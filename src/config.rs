use std::collections::HashMap;
use std::net::IpAddr;
use std::path::{Path, PathBuf};
use std::sync::Arc;
use std::time::Duration;

use serde::Deserialize;
use thiserror::Error;
use tracing::{debug, level_filters::LevelFilter, trace};

use crate::access::{AccessGate, Permission, RuleError, RuleSource};
use crate::address::{Address, AddressError, DEFAULT_ACTIVE_PORT, parse_server_active};
use crate::protocol::frame::DEFAULT_MAX_MESSAGE_SIZE;
use crate::protocol::tls::{CertificateContext, PskCredentials, default_psk_backend};
use crate::protocol::{TlsContexts, TlsError, TlsMode, TlsRegistry};

#[derive(Debug, Error)]
pub enum ConfigError {
    #[error("cannot read configuration file \"{path}\": {source}")]
    Read {
        path: String,
        #[source]
        source: std::io::Error,
    },

    #[error("invalid configuration file: {0}")]
    Parse(#[from] serde_json::Error),

    #[error("invalid \"{field}\" value \"{value}\": {reason}")]
    Invalid {
        field: &'static str,
        value: String,
        reason: String,
    },

    #[error("invalid \"server_active\": {0}")]
    ServerActive(#[from] AddressError),

    #[error(transparent)]
    AccessRules(#[from] RuleError),

    #[error("invalid TLS configuration: {0}")]
    Tls(#[from] TlsError),
}

/// One entry of `access_rules`: `{"allow": "<pattern>"}` or `{"deny": "<pattern>"}`
#[derive(Debug, Clone, PartialEq, Eq, Deserialize)]
#[serde(rename_all = "lowercase")]
pub enum AccessRuleConfig {
    Allow(String),
    Deny(String),
}

#[derive(Debug, Clone, Deserialize)]
pub struct Config {
    /// Reported host name; the OS host name when unset
    pub hostname: Option<String>,
    pub host_metadata: Option<String>,
    pub host_interface: Option<String>,

    /// Peers allowed to request passive checks
    #[serde(default)]
    pub server: Vec<String>,
    #[serde(default)]
    pub server_active: String,

    #[serde(default = "default_listen_ip")]
    pub listen_ip: IpAddr,
    #[serde(default = "crate::util::get_default_listen_port")]
    pub listen_port: u16,
    /// `0` disables the passive listener
    #[serde(default = "default_start_agents")]
    pub start_agents: u32,

    #[serde(default = "default_timeout")]
    pub timeout: u64,
    #[serde(default = "default_refresh_active_checks")]
    pub refresh_active_checks: u64,
    #[serde(default = "default_buffer_send")]
    pub buffer_send: u64,
    #[serde(default = "default_buffer_size")]
    pub buffer_size: usize,
    /// Defaults to ten times `buffer_size`
    pub buffer_capacity: Option<usize>,

    #[serde(default)]
    pub enable_persistent_buffer: bool,
    #[serde(default = "default_persistent_buffer_file")]
    pub persistent_buffer_file: PathBuf,
    #[serde(default = "default_persistent_buffer_period")]
    pub persistent_buffer_period: u64,

    #[serde(default = "default_max_message_size")]
    pub max_message_size: u64,

    #[serde(default)]
    pub access_rules: Vec<AccessRuleConfig>,
    #[serde(default)]
    pub plugin_capacity: HashMap<String, u32>,

    #[serde(default = "default_tls_connect")]
    pub tls_connect: TlsMode,
    #[serde(default = "default_tls_accept")]
    pub tls_accept: Vec<TlsMode>,
    pub tls_ca_file: Option<PathBuf>,
    pub tls_cert_file: Option<PathBuf>,
    pub tls_key_file: Option<PathBuf>,
    pub tls_psk_identity: Option<String>,
    pub tls_psk_file: Option<PathBuf>,

    #[serde(default = "default_debug_level")]
    pub debug_level: u8,
}

impl Default for Config {
    fn default() -> Self {
        Self {
            hostname: None,
            host_metadata: None,
            host_interface: None,
            server: Vec::new(),
            server_active: String::new(),
            listen_ip: default_listen_ip(),
            listen_port: crate::util::get_default_listen_port(),
            start_agents: default_start_agents(),
            timeout: default_timeout(),
            refresh_active_checks: default_refresh_active_checks(),
            buffer_send: default_buffer_send(),
            buffer_size: default_buffer_size(),
            buffer_capacity: None,
            enable_persistent_buffer: false,
            persistent_buffer_file: default_persistent_buffer_file(),
            persistent_buffer_period: default_persistent_buffer_period(),
            max_message_size: default_max_message_size(),
            access_rules: Vec::new(),
            plugin_capacity: HashMap::new(),
            tls_connect: default_tls_connect(),
            tls_accept: default_tls_accept(),
            tls_ca_file: None,
            tls_cert_file: None,
            tls_key_file: None,
            tls_psk_identity: None,
            tls_psk_file: None,
            debug_level: default_debug_level(),
        }
    }
}

fn default_listen_ip() -> IpAddr {
    IpAddr::from([0, 0, 0, 0])
}

fn default_start_agents() -> u32 {
    3
}

fn default_timeout() -> u64 {
    3
}

fn default_refresh_active_checks() -> u64 {
    5
}

fn default_buffer_send() -> u64 {
    5
}

fn default_buffer_size() -> usize {
    100
}

fn default_persistent_buffer_file() -> PathBuf {
    PathBuf::from("./hostwatch-buffer.db")
}

fn default_persistent_buffer_period() -> u64 {
    60 * 60
}

fn default_max_message_size() -> u64 {
    DEFAULT_MAX_MESSAGE_SIZE
}

fn default_tls_connect() -> TlsMode {
    TlsMode::Unencrypted
}

fn default_tls_accept() -> Vec<TlsMode> {
    vec![TlsMode::Unencrypted]
}

fn default_debug_level() -> u8 {
    3
}

fn check_range<T>(field: &'static str, value: T, min: T, max: T) -> Result<(), ConfigError>
where
    T: PartialOrd + std::fmt::Display,
{
    if value < min || value > max {
        return Err(ConfigError::Invalid {
            field,
            value: value.to_string(),
            reason: format!("must be between {min} and {max}"),
        });
    }
    Ok(())
}

impl Config {
    /// Check every knob; the first problem is reported with its field name
    pub fn validate(&self) -> Result<(), ConfigError> {
        check_range("timeout", self.timeout, 1, 30)?;
        check_range("refresh_active_checks", self.refresh_active_checks, 1, 86_400)?;
        check_range("buffer_send", self.buffer_send, 1, 3_600)?;
        check_range("buffer_size", self.buffer_size, 2, 65_535)?;
        if let Some(capacity) = self.buffer_capacity {
            if capacity < self.buffer_size {
                return Err(ConfigError::Invalid {
                    field: "buffer_capacity",
                    value: capacity.to_string(),
                    reason: "must not be smaller than buffer_size".to_string(),
                });
            }
        }
        check_range("persistent_buffer_period", self.persistent_buffer_period, 60, 365 * 86_400)?;
        check_range("max_message_size", self.max_message_size, 1024, 1 << 30)?;
        check_range("debug_level", self.debug_level, 0, 5)?;

        if let Some(hostname) = &self.hostname {
            if hostname.is_empty() || hostname.len() > 128 {
                return Err(ConfigError::Invalid {
                    field: "hostname",
                    value: hostname.clone(),
                    reason: "must be 1 to 128 characters long".to_string(),
                });
            }
        }

        for (plugin, capacity) in &self.plugin_capacity {
            if *capacity == 0 {
                return Err(ConfigError::Invalid {
                    field: "plugin_capacity",
                    value: format!("{plugin}: {capacity}"),
                    reason: "capacity must be at least 1".to_string(),
                });
            }
        }

        if self.tls_accept.is_empty() {
            return Err(ConfigError::Invalid {
                field: "tls_accept",
                value: "[]".to_string(),
                reason: "at least one connection type must be accepted".to_string(),
            });
        }
        let uses = |mode| self.tls_connect == mode || self.tls_accept.contains(&mode);
        if uses(TlsMode::Cert)
            && (self.tls_ca_file.is_none() || self.tls_cert_file.is_none() || self.tls_key_file.is_none())
        {
            return Err(ConfigError::Invalid {
                field: "tls_cert_file",
                value: String::new(),
                reason: "certificate mode needs tls_ca_file, tls_cert_file and tls_key_file".to_string(),
            });
        }
        if uses(TlsMode::Psk) && (self.tls_psk_identity.is_none() || self.tls_psk_file.is_none()) {
            return Err(ConfigError::Invalid {
                field: "tls_psk_file",
                value: String::new(),
                reason: "PSK mode needs tls_psk_identity and tls_psk_file".to_string(),
            });
        }

        self.server_clusters()?;
        Ok(())
    }

    pub fn server_clusters(&self) -> Result<Vec<Vec<Address>>, ConfigError> {
        Ok(parse_server_active(&self.server_active, DEFAULT_ACTIVE_PORT)?)
    }

    /// Split `access_rules` into allow and deny lists, keeping declaration lines
    pub fn rule_sources(&self) -> (Vec<RuleSource>, Vec<RuleSource>) {
        let mut allow = Vec::new();
        let mut deny = Vec::new();
        for (index, rule) in self.access_rules.iter().enumerate() {
            match rule {
                AccessRuleConfig::Allow(pattern) => allow.push(RuleSource::new(index + 1, pattern)),
                AccessRuleConfig::Deny(pattern) => deny.push(RuleSource::new(index + 1, pattern)),
            }
        }
        (allow, deny)
    }

    pub fn access_gate(&self) -> Result<AccessGate, ConfigError> {
        let gate = AccessGate::new();
        let (allow, deny) = self.rule_sources();
        gate.load_rules(&allow, &deny)?;
        trace!(
            "loaded {} access rules ({} {}, {} {})",
            gate.snapshot().len(),
            allow.len(),
            Permission::Allow,
            deny.len(),
            Permission::Deny
        );
        Ok(gate)
    }

    /// Load certificate and PSK material for the configured modes
    pub fn tls_contexts(&self) -> Result<TlsContexts, ConfigError> {
        let mut contexts = TlsContexts::default();

        if let (Some(ca), Some(cert), Some(key)) =
            (&self.tls_ca_file, &self.tls_cert_file, &self.tls_key_file)
        {
            contexts.certificate = Some(CertificateContext::from_files(ca, cert, key)?);
        }
        if let (Some(identity), Some(file)) = (&self.tls_psk_identity, &self.tls_psk_file) {
            contexts.psk = Some(Arc::new(PskCredentials::from_file(identity.clone(), file)?));
            contexts.psk_backend = default_psk_backend();
        }

        Ok(contexts)
    }

    /// Swap in this configuration's access rules and TLS material
    ///
    /// Nothing is replaced unless both load; readers keep using the
    /// previous snapshots until the swap.
    pub fn apply_reloadable(&self, gate: &AccessGate, tls: &TlsRegistry) -> Result<(), ConfigError> {
        let contexts = self.tls_contexts()?;
        let (allow, deny) = self.rule_sources();
        gate.load_rules(&allow, &deny)?;
        tls.reload(contexts);
        debug!("reloaded {} access rules and TLS contexts", gate.snapshot().len());
        Ok(())
    }

    pub fn buffer_capacity(&self) -> usize {
        self.buffer_capacity.unwrap_or(self.buffer_size * 10)
    }

    pub fn timeout(&self) -> Duration {
        Duration::from_secs(self.timeout)
    }

    /// `debug_level` as a tracing filter
    pub fn level_filter(&self) -> LevelFilter {
        match self.debug_level {
            0 => LevelFilter::OFF,
            1 => LevelFilter::ERROR,
            2 => LevelFilter::WARN,
            3 => LevelFilter::INFO,
            4 => LevelFilter::DEBUG,
            _ => LevelFilter::TRACE,
        }
    }
}

pub fn read_config_file(path: impl AsRef<Path>) -> Result<Config, ConfigError> {
    let path = path.as_ref();
    let file_content = std::fs::read_to_string(path).map_err(|source| ConfigError::Read {
        path: path.display().to_string(),
        source,
    })?;
    let config: Config = serde_json::from_str(&file_content)?;
    config.validate()?;
    trace!("loaded config: {config:?}");
    Ok(config)
}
-=-=-
* [What to do] Every line that contains "PskCredentials" should be copied out of the data.

* [Output for this task]
use crate::protocol::tls::{CertificateContext, PskCredentials, default_psk_backend};
            contexts.psk = Some(Arc::new(PskCredentials::from_file(identity.clone(), file)?));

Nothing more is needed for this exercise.